Klozetler için de bir önerim var. Şıklıklarına bir diyeceğim yok; geçen gün de yazdım, getir salonun ortasına koy! Fakat estetik hususunda tavan yapmasına rağmen hálá üstünde uzun uzun oturulacak kadar rahat değil hiçbiri.
‘Ne işimiz var uzun uzun?’ demezsiniz herhalde. Artık orada kahve çay içildiğini, gazete kitap okunduğunu siz yapmasanız da duymuşsunuzdur. O halde niçin tıpatıp bir koltuk şeklinde olmasın? Sırtıyla, kol dayama yerleriyle, bardak, fincan, kül tablası koyacak kısımlarıyla falan... Hatta çiftler için iki kişilik kanepe şeklinde olanı bile düşünülebilir. Her işi beraber yapmayı severiz ya... Bir tek orada ayrı düşülüyordu, o da bitsin!

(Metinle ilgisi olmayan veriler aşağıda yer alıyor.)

use std::time::Duration;

use chrono::{DateTime, Utc};
use serde::Serialize;
use thiserror::Error;
use tokio::task::JoinHandle;

use crate::config::PipelinesConfig;
use crate::pipeline::{DefinitionError, LoadSummary, PipelineDefinition, PipelineKind};

#[derive(Debug, Clone)]
pub struct SchedulerConfig {
    /// Delay between timer-driven loads of one pipeline.
    pub refresh_interval: Duration,
    /// Minimum delay between two alerts for the same failing pipeline.
    pub alert_throttle: Duration,
}

impl Default for SchedulerConfig {
    fn default() -> Self {
        Self::from(&PipelinesConfig::default())
    }
}

impl From<&PipelinesConfig> for SchedulerConfig {
    fn from(config: &PipelinesConfig) -> Self {
        Self {
            refresh_interval: Duration::from_millis(config.refresh_interval_ms),
            alert_throttle: Duration::from_secs(config.alert_throttle_secs),
        }
    }
}

#[derive(Debug, Clone, Copy, PartialEq, Eq, Serialize)]
#[serde(rename_all = "snake_case")]
pub enum SlotState {
    Stopped,
    Starting,
    Running,
    Reloading,
    Stopping,
    Failed,
}

/// Operator view of one slot.
#[derive(Debug, Clone, Serialize)]
pub struct SlotStatus {
    pub definition_id: String,
    pub name: String,
    pub kind: PipelineKind,
    pub state: SlotState,
    pub load_incident_id: Option<String>,
    pub last_error: Option<String>,
    pub last_alert_at: Option<DateTime<Utc>>,
    pub last_load: Option<LoadSummary>,
}

/// A persisted definition and the restart it triggered. Awaiting `restart`
/// yields the slot state once the restart has settled.
#[derive(Debug)]
pub struct UpsertResult {
    pub definition: PipelineDefinition,
    pub restart: JoinHandle<SlotState>,
}

#[derive(Debug, Error)]
pub enum SchedulerError {
    #[error(transparent)]
    Definition(#[from] DefinitionError),

    #[error("pipeline not found: {0}")]
    NotFound(String),

    #[error("storage error: {0}")]
    Storage(String),
}
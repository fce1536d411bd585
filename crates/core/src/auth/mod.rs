mod api_key;
mod none;
mod traits;
mod types;

pub use api_key::*;
pub use none::*;
pub use traits::*;
pub use types::*;

use crate::config::AuthConfig;

/// Build the operator authenticator selected in config.
pub fn create_authenticator(config: &AuthConfig) -> Result<Box<dyn Authenticator>, AuthError> {
    use crate::config::AuthMethod;

    match config.method {
        AuthMethod::None => Ok(Box::new(NoneAuthenticator::new())),
        AuthMethod::ApiKey => {
            let api_key = config.api_key.clone().filter(|k| !k.is_empty()).ok_or_else(|| {
                AuthError::ConfigurationError(
                    "api_key must be set when using ApiKey auth method".to_string(),
                )
            })?;
            Ok(Box::new(ApiKeyAuthenticator::new(api_key)))
        }
    }
}

#[cfg(test)]
mod tests {
    use super::*;
    use crate::config::AuthMethod;

    #[test]
    fn test_create_authenticator_none() {
        let config = AuthConfig {
            method: AuthMethod::None,
            api_key: None,
        };
        let auth = create_authenticator(&config).unwrap();
        assert_eq!(auth.method_name(), "none");
    }

    #[test]
    fn test_create_authenticator_api_key() {
        let config = AuthConfig {
            method: AuthMethod::ApiKey,
            api_key: Some("secret-key".to_string()),
        };
        let auth = create_authenticator(&config).unwrap();
        assert_eq!(auth.method_name(), "api_key");
    }

    #[test]
    fn test_create_authenticator_api_key_empty_key() {
        let config = AuthConfig {
            method: AuthMethod::ApiKey,
            api_key: Some(String::new()),
        };
        let result = create_authenticator(&config);
        assert!(matches!(result, Err(AuthError::ConfigurationError(_))));
    }

    #[test]
    fn test_create_authenticator_api_key_missing_key() {
        let config = AuthConfig {
            method: AuthMethod::ApiKey,
            api_key: None,
        };
        let result = create_authenticator(&config);
        assert!(matches!(result, Err(AuthError::ConfigurationError(_))));
    }
}
use serde::{Deserialize, Serialize};
use thiserror::Error;

/// The claim inside an email assertion.
#[derive(Debug, Clone, PartialEq, Eq, Serialize, Deserialize)]
pub struct EmailClaim {
    pub email: String,
    /// Hex public key the email is bound to.
    pub holder: String,
}

/// An email claim signed by an email issuer.
#[derive(Debug, Clone, PartialEq, Eq, Serialize, Deserialize)]
pub struct EmailAssertion {
    pub claim: EmailClaim,
    /// Hex public key of the issuer.
    pub issuer: String,
    /// Hex signature over the canonical JSON of `claim`.
    pub signature: String,
}

#[derive(Debug, Clone, PartialEq, Eq, Serialize, Deserialize)]
pub struct CredentialPayload {
    /// Milliseconds since the epoch, rounded down to the timestamp resolution.
    pub timestamp: i64,
    #[serde(default, skip_serializing_if = "Option::is_none")]
    pub email: Option<EmailAssertion>,
}

/// Holder-signed credential.
#[derive(Debug, Clone, PartialEq, Eq, Serialize, Deserialize)]
pub struct CredentialEnvelope {
    /// Hex public key of the holder. This doubles as the holder's identity
    /// commitment for semaphore groups.
    pub holder: String,
    pub payload: CredentialPayload,
    /// Hex signature over the canonical JSON of `payload`.
    pub signature: String,
}

impl CredentialEnvelope {
    pub fn serialize(&self) -> Result<SerializedCredential, serde_json::Error> {
        serde_json::to_string(self).map(SerializedCredential)
    }
}

/// Canonical bytes a holder signs.
pub fn payload_message(payload: &CredentialPayload) -> Result<Vec<u8>, serde_json::Error> {
    serde_json::to_vec(payload)
}

/// Canonical bytes an email issuer signs.
pub fn claim_message(claim: &EmailClaim) -> Result<Vec<u8>, serde_json::Error> {
    serde_json::to_vec(claim)
}

/// A credential exactly as the client sent it.
#[derive(Debug, Clone, PartialEq, Eq, Hash, Serialize, Deserialize)]
#[serde(transparent)]
pub struct SerializedCredential(pub String);

impl SerializedCredential {
    pub fn as_str(&self) -> &str {
        &self.0
    }
}

impl From<String> for SerializedCredential {
    fn from(value: String) -> Self {
        Self(value)
    }
}

/// Result of a successful verification.
#[derive(Debug, Clone, PartialEq, Eq, Serialize)]
pub struct VerifiedCredential {
    /// Holder public key / identity commitment.
    pub holder: String,
    /// Verified email, lowercased, when an assertion was present.
    pub email: Option<String>,
    pub timestamp: i64,
}

#[derive(Debug, Clone, PartialEq, Eq, Error)]
pub enum VerificationError {
    #[error("invalid signature: {0}")]
    InvalidSignature(String),

    #[error("credential timestamp {timestamp} is outside the current window {window}")]
    Expired { timestamp: i64, window: i64 },

    #[error("email assertion holder does not match credential holder")]
    IdentityMismatch,

    #[error("credential has no email assertion")]
    MissingEmail,
}

impl VerificationError {
    /// Stable discriminator used in metrics and API responses.
    pub fn reason(&self) -> &'static str {
        match self {
            VerificationError::InvalidSignature(_) => "InvalidSignature",
            VerificationError::Expired { .. } => "Expired",
            VerificationError::IdentityMismatch => "IdentityMismatch",
            VerificationError::MissingEmail => "MissingEmail",
        }
    }
}
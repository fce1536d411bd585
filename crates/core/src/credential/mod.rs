//! Signed credential envelopes and their verification.
//!
//! An envelope is signed by its holder and may embed an email assertion
//! countersigned by a trusted issuer. Envelopes carry a coarse timestamp and
//! are only valid during the matching resolution window.

mod signature;
mod types;
mod verifier;

pub use signature::*;
pub use types::*;
pub use verifier::*;
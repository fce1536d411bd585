//! Request, response and diagnostic types of a running pipeline.

use std::collections::BTreeMap;

use chrono::{DateTime, Utc};
use serde::{Deserialize, Serialize};
use thiserror::Error;

use super::backend::BackendError;
use super::definition::PipelineKind;
use super::issuance::{IssuanceError, SignedTicket};
use crate::checkin::CheckinError;
use crate::consumer::ConsumerError;
use crate::credential::{SerializedCredential, VerificationError};
use crate::offline::{OfflineCheckin, OfflineCheckinError};
use crate::semaphore::{SemaphoreError, SemaphoreGroupInfo};

/// A ticket served by a pipeline, with its current check-in state.
#[derive(Debug, Clone, PartialEq, Eq, Serialize, Deserialize)]
pub struct PipelineTicket {
    pub id: String,
    pub event_id: String,
    pub product_id: String,
    pub attendee_email: String,
    pub attendee_name: String,
    pub is_consumed: bool,
    pub checker: Option<String>,
    pub checkin_timestamp: Option<DateTime<Utc>>,
    /// Defined in the pipeline configuration rather than the backend.
    pub is_manual: bool,
    /// Check-ins are recorded in the check-in ledger.
    pub ledger_backed: bool,
}

impl PipelineTicket {
    pub fn mark_consumed(&mut self, checker: &str, timestamp: DateTime<Utc>) {
        self.is_consumed = true;
        self.checker = Some(checker.to_string());
        self.checkin_timestamp = Some(timestamp);
    }
}

#[derive(Debug, Clone, Copy, PartialEq, Eq, Serialize, Deserialize)]
#[serde(rename_all = "lowercase")]
pub enum LogLevel {
    Info,
    Warn,
    Error,
}

#[derive(Debug, Clone, PartialEq, Eq, Serialize, Deserialize)]
pub struct PipelineLog {
    pub level: LogLevel,
    pub timestamp: DateTime<Utc>,
    pub message: String,
}

/// Outcome of one load.
#[derive(Debug, Clone, PartialEq, Eq, Serialize, Deserialize)]
pub struct LoadSummary {
    pub started_at: DateTime<Utc>,
    pub finished_at: DateTime<Utc>,
    pub success: bool,
    pub atoms_loaded: usize,
    pub offline_tickets_checked_in: usize,
    pub offline_tickets_failed_to_check_in: usize,
    pub semaphore_groups_updated: usize,
    pub error_message: Option<String>,
    pub log: Vec<PipelineLog>,
}

#[derive(Debug, Clone, Serialize, Deserialize)]
#[serde(rename_all = "camelCase")]
pub struct CheckinRequest {
    pub credential: SerializedCredential,
    pub ticket_id: String,
    pub event_id: String,
}

/// Why a check-in was refused.
#[derive(Debug, Clone, PartialEq, Eq, Serialize, Deserialize)]
#[serde(tag = "name")]
pub enum CheckinFailure {
    NotSuperuser,
    AlreadyCheckedIn {
        #[serde(rename = "checkinTimestamp")]
        checkin_timestamp: DateTime<Utc>,
        /// `None` when the backend reports the ticket consumed without
        /// naming who checked it in.
        #[serde(default, skip_serializing_if = "Option::is_none")]
        checker: Option<String>,
    },
    InvalidSignature {
        reason: String,
    },
    InvalidTicket {
        reason: String,
    },
    ServerError {
        message: String,
    },
}

impl CheckinFailure {
    pub fn name(&self) -> &'static str {
        match self {
            CheckinFailure::NotSuperuser => "NotSuperuser",
            CheckinFailure::AlreadyCheckedIn { .. } => "AlreadyCheckedIn",
            CheckinFailure::InvalidSignature { .. } => "InvalidSignature",
            CheckinFailure::InvalidTicket { .. } => "InvalidTicket",
            CheckinFailure::ServerError { .. } => "ServerError",
        }
    }
}

#[derive(Debug, Clone, PartialEq, Eq, Serialize, Deserialize)]
pub struct CheckinResult {
    pub success: bool,
    #[serde(default, skip_serializing_if = "Option::is_none")]
    pub error: Option<CheckinFailure>,
}

impl CheckinResult {
    pub fn ok() -> Self {
        Self {
            success: true,
            error: None,
        }
    }

    pub fn failed(error: CheckinFailure) -> Self {
        Self {
            success: false,
            error: Some(error),
        }
    }

    pub fn outcome(&self) -> &'static str {
        self.error.as_ref().map_or("success", CheckinFailure::name)
    }
}

#[derive(Debug, Clone, Serialize, Deserialize)]
#[serde(rename_all = "camelCase")]
pub struct OfflineUploadRequest {
    pub credential: SerializedCredential,
    pub ticket_ids_by_event: BTreeMap<String, Vec<String>>,
}

#[derive(Debug, Clone, Serialize, Deserialize)]
pub struct OfflineTicketsRequest {
    pub credential: SerializedCredential,
}

#[derive(Debug, Clone, PartialEq, Eq, Serialize, Deserialize)]
#[serde(rename_all = "camelCase")]
pub struct OfflineTicket {
    pub id: String,
    pub event_id: String,
    pub product_id: String,
    pub attendee_email: String,
    pub attendee_name: String,
    pub is_consumed: bool,
    pub checker: Option<String>,
    pub checkin_timestamp: Option<DateTime<Utc>>,
}

impl From<&PipelineTicket> for OfflineTicket {
    fn from(ticket: &PipelineTicket) -> Self {
        Self {
            id: ticket.id.clone(),
            event_id: ticket.event_id.clone(),
            product_id: ticket.product_id.clone(),
            attendee_email: ticket.attendee_email.clone(),
            attendee_name: ticket.attendee_name.clone(),
            is_consumed: ticket.is_consumed,
            checker: ticket.checker.clone(),
            checkin_timestamp: ticket.checkin_timestamp,
        }
    }
}

#[derive(Debug, Clone, PartialEq, Eq, Serialize, Deserialize)]
#[serde(rename_all = "camelCase")]
pub struct OfflineTicketsResponse {
    pub tickets: Vec<OfflineTicket>,
}

#[derive(Debug, Clone, Serialize, Deserialize)]
#[serde(rename_all = "camelCase")]
pub struct PollFeedRequest {
    pub feed_id: String,
    #[serde(default)]
    pub credential: Option<SerializedCredential>,
}

/// Declarative instruction for the client's folder state.
#[derive(Debug, Clone, PartialEq, Eq, Serialize, Deserialize)]
#[serde(tag = "type")]
pub enum FeedAction {
    DeleteFolder {
        folder: String,
        recursive: bool,
    },
    ReplaceInFolder {
        folder: String,
        artifacts: Vec<SignedTicket>,
    },
}

#[derive(Debug, Clone, PartialEq, Eq, Serialize, Deserialize)]
pub struct PollFeedResponse {
    pub actions: Vec<FeedAction>,
}

#[derive(Debug, Clone, PartialEq, Eq, Serialize, Deserialize)]
#[serde(rename_all = "camelCase")]
pub struct FeedPermission {
    pub folder: String,
    pub action_type: String,
}

#[derive(Debug, Clone, PartialEq, Eq, Serialize, Deserialize)]
#[serde(rename_all = "camelCase")]
pub struct FeedInfo {
    pub feed_id: String,
    pub folder: String,
    pub name: String,
    pub description: String,
    pub permissions: Vec<FeedPermission>,
}

/// Operator diagnostics for one pipeline instance.
#[derive(Debug, Clone, PartialEq, Serialize, Deserialize)]
pub struct PipelineInfo {
    pub id: String,
    pub name: String,
    pub kind: PipelineKind,
    pub paused: bool,
    pub feed: FeedInfo,
    pub ticket_count: usize,
    pub checked_in_count: usize,
    pub last_load: Option<LoadSummary>,
    pub queued_offline_checkins: Vec<OfflineCheckin>,
    pub semaphore_groups: Vec<SemaphoreGroupInfo>,
}

#[derive(Debug, Error)]
pub enum PipelineError {
    #[error("credential rejected: {0}")]
    Credential(#[from] VerificationError),

    #[error("a credential is required")]
    CredentialRequired,

    #[error("feed {0} is not served by this pipeline")]
    UnknownFeed(String),

    #[error("pipeline is stopped")]
    Stopped,

    #[error("backend error: {0}")]
    Backend(#[from] BackendError),

    #[error("invalid definition: {0}")]
    InvalidDefinition(String),

    #[error("issuance error: {0}")]
    Issuance(#[from] IssuanceError),

    #[error("storage error: {0}")]
    Storage(String),
}

impl From<CheckinError> for PipelineError {
    fn from(e: CheckinError) -> Self {
        PipelineError::Storage(e.to_string())
    }
}

impl From<ConsumerError> for PipelineError {
    fn from(e: ConsumerError) -> Self {
        PipelineError::Storage(e.to_string())
    }
}

impl From<OfflineCheckinError> for PipelineError {
    fn from(e: OfflineCheckinError) -> Self {
        PipelineError::Storage(e.to_string())
    }
}

impl From<SemaphoreError> for PipelineError {
    fn from(e: SemaphoreError) -> Self {
        PipelineError::Storage(e.to_string())
    }
}

#[cfg(test)]
mod tests {
    use super::*;
    use chrono::TimeZone;

    #[test]
    fn test_already_checked_in_wire_shape() {
        let ts = Utc.with_ymd_and_hms(2024, 5, 1, 10, 0, 0).unwrap();
        let result = CheckinResult::failed(CheckinFailure::AlreadyCheckedIn {
            checkin_timestamp: ts,
            checker: Some("c@example.com".to_string()),
        });
        let json = serde_json::to_value(&result).unwrap();
        assert_eq!(json["success"], false);
        assert_eq!(json["error"]["name"], "AlreadyCheckedIn");
        assert_eq!(json["error"]["checker"], "c@example.com");
        assert_eq!(json["error"]["checkinTimestamp"], "2024-05-01T10:00:00Z");
    }

    #[test]
    fn test_success_omits_error() {
        let json = serde_json::to_string(&CheckinResult::ok()).unwrap();
        assert_eq!(json, r#"{"success":true}"#);
        assert_eq!(CheckinResult::ok().outcome(), "success");
    }

    #[test]
    fn test_feed_action_tags() {
        let action = FeedAction::DeleteFolder {
            folder: "tickets".to_string(),
            recursive: true,
        };
        let json = serde_json::to_value(&action).unwrap();
        assert_eq!(json["type"], "DeleteFolder");
        assert_eq!(json["recursive"], true);
    }

    #[test]
    fn test_offline_upload_uses_camel_case() {
        let req: OfflineUploadRequest = serde_json::from_str(
            r#"{"credential":"{}","ticketIdsByEvent":{"e1":["t1","t2"]}}"#,
        )
        .unwrap();
        assert_eq!(req.ticket_ids_by_event["e1"], vec!["t1", "t2"]);
    }
}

Size dedim ama ben sulandırdım işi sonunda. Fakat hakikaten tasarımcılara bu üç nesne üzerinde düşünmelerini öneriyorum.
NOT: Bebek Parkı’nda bir hafta önce Golden Retriever türü bir köpek bulundu. Sahibi, karnesiyle gelirse alabilir. (0212 227 72 65)
MIŞ-MUŞ
Erdoğan, Erzurum’da karın üstüne kırmızı halı seren bürokratlara kızmış.
Asla vazgeçmezler, bir dahaki sefere kırmızının tonunu değiştirirler, o kadar.
*
Almanya’da gençleştirme etkisi olan bira piyasaya sürülmüş.
Gerçi göbek de biraz yaşlı gösterebilir ama...
*
Erdoğan, çiftçiye ‘Millet size mi çalışacak’ demiş.
Doğru. Zaten milletin kapasitesi ‘bankacı’larla falan dolu.